● Aim of the task
Would you repeat, exactly as given, the line with "assert!((cache.stats().hit_ratio() - 0.75).abs()" and every line after it to the end of the entries?

● Extracted material

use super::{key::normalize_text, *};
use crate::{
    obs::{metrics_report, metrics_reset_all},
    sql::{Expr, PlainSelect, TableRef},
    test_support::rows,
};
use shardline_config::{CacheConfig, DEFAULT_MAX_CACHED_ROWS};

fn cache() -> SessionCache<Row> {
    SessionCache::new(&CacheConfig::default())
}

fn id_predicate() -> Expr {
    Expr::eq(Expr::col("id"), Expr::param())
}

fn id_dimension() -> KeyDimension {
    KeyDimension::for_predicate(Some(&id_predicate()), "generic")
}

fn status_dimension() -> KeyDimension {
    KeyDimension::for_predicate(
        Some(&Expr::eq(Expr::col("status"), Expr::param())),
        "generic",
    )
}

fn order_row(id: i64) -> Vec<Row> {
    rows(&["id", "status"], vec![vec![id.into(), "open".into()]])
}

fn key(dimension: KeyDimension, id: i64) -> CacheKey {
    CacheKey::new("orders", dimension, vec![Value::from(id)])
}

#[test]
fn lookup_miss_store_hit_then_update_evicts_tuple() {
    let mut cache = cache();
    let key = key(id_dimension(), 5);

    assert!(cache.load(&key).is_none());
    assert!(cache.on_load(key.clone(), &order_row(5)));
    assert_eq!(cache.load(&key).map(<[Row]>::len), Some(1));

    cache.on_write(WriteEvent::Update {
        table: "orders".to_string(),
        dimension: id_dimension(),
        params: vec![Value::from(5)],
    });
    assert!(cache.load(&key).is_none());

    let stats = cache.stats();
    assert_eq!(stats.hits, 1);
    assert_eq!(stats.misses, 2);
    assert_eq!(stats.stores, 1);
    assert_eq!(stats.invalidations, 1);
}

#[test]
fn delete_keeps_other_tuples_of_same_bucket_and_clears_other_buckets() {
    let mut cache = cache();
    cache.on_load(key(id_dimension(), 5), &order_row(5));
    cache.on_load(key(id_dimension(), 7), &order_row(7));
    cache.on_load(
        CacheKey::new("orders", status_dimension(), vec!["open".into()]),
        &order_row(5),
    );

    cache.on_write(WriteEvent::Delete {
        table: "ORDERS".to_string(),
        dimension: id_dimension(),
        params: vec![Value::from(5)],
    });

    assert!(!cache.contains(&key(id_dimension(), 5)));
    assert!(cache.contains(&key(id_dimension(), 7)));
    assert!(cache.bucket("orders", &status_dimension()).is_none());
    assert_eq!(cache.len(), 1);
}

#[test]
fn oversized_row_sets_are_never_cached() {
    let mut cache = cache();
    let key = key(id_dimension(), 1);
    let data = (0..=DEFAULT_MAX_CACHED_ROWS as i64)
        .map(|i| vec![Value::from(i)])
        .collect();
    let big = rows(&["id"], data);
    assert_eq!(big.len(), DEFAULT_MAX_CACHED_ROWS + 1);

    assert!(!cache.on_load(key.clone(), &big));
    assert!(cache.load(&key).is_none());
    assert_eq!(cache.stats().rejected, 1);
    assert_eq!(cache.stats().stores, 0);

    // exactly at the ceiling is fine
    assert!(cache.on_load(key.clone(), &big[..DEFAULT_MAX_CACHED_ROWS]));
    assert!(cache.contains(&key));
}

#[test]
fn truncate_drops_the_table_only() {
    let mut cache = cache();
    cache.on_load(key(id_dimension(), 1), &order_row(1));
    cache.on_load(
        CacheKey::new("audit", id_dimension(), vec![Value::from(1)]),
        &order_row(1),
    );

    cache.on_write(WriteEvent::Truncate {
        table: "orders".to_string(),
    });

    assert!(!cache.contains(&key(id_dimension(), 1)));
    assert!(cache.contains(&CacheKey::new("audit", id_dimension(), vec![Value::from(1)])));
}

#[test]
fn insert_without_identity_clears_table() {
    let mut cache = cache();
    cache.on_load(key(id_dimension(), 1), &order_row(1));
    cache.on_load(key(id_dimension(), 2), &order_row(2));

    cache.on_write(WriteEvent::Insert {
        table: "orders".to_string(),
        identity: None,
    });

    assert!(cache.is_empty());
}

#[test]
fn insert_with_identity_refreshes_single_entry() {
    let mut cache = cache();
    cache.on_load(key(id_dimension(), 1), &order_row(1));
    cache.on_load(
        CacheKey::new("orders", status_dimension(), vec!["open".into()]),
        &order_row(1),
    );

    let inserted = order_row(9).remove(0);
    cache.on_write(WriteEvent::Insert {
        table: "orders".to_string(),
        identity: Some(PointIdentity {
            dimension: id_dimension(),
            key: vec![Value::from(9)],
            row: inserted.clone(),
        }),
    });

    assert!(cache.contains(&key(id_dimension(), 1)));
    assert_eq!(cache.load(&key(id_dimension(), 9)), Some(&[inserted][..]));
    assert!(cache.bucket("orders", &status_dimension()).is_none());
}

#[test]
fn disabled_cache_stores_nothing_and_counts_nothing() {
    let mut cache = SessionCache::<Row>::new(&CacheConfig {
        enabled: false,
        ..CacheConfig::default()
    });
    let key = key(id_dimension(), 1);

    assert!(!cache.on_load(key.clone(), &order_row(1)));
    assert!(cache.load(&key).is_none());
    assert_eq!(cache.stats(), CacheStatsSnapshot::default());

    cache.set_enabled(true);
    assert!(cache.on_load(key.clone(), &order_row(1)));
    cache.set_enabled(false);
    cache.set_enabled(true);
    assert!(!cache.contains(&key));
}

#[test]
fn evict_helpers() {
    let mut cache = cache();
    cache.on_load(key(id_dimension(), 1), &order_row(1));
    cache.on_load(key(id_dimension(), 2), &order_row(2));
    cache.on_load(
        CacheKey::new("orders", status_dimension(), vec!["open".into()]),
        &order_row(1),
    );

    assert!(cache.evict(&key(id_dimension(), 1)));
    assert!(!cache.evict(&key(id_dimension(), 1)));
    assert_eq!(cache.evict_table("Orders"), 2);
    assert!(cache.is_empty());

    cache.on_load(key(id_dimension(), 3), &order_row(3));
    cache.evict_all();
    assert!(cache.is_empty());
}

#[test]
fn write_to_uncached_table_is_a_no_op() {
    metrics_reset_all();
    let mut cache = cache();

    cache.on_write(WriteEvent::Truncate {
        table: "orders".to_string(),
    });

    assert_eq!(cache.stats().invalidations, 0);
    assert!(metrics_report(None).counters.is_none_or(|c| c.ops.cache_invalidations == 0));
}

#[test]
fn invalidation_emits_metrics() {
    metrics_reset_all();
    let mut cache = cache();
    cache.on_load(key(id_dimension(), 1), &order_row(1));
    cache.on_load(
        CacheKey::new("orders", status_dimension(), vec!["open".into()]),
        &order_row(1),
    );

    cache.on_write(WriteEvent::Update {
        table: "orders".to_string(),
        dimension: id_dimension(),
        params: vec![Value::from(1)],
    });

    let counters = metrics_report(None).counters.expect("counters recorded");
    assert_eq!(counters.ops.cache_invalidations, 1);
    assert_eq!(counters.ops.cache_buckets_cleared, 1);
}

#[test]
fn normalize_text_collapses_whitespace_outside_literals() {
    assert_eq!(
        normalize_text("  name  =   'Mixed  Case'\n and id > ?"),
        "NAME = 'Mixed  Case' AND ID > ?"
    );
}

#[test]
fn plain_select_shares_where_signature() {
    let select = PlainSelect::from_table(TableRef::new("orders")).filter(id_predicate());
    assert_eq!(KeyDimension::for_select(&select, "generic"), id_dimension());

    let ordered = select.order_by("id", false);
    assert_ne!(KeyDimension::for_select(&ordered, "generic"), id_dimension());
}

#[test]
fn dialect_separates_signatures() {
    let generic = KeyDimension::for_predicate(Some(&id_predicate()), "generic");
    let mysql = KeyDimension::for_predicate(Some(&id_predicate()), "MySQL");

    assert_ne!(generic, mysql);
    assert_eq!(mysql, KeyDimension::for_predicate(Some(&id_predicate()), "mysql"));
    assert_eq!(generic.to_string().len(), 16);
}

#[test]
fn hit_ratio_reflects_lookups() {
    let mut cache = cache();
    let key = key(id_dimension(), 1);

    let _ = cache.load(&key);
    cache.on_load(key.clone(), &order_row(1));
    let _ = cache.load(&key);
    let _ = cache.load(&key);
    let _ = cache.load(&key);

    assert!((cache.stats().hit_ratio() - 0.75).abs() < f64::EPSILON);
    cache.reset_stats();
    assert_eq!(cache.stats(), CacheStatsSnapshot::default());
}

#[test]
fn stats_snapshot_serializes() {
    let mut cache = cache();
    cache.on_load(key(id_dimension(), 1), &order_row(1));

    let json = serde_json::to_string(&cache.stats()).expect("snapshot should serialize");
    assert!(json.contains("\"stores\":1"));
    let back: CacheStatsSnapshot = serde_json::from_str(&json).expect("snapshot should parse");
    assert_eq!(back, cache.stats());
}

● Output below
    assert!((cache.stats().hit_ratio() - 0.75).abs() < f64::EPSILON);
    cache.reset_stats();
    assert_eq!(cache.stats(), CacheStatsSnapshot::default());
}

#[test]
fn stats_snapshot_serializes() {
    let mut cache = cache();
    cache.on_load(key(id_dimension(), 1), &order_row(1));

    let json = serde_json::to_string(&cache.stats()).expect("snapshot should serialize");
    assert!(json.contains("\"stores\":1"));
    let back: CacheStatsSnapshot = serde_json::from_str(&json).expect("snapshot should parse");
    assert_eq!(back, cache.stats());
}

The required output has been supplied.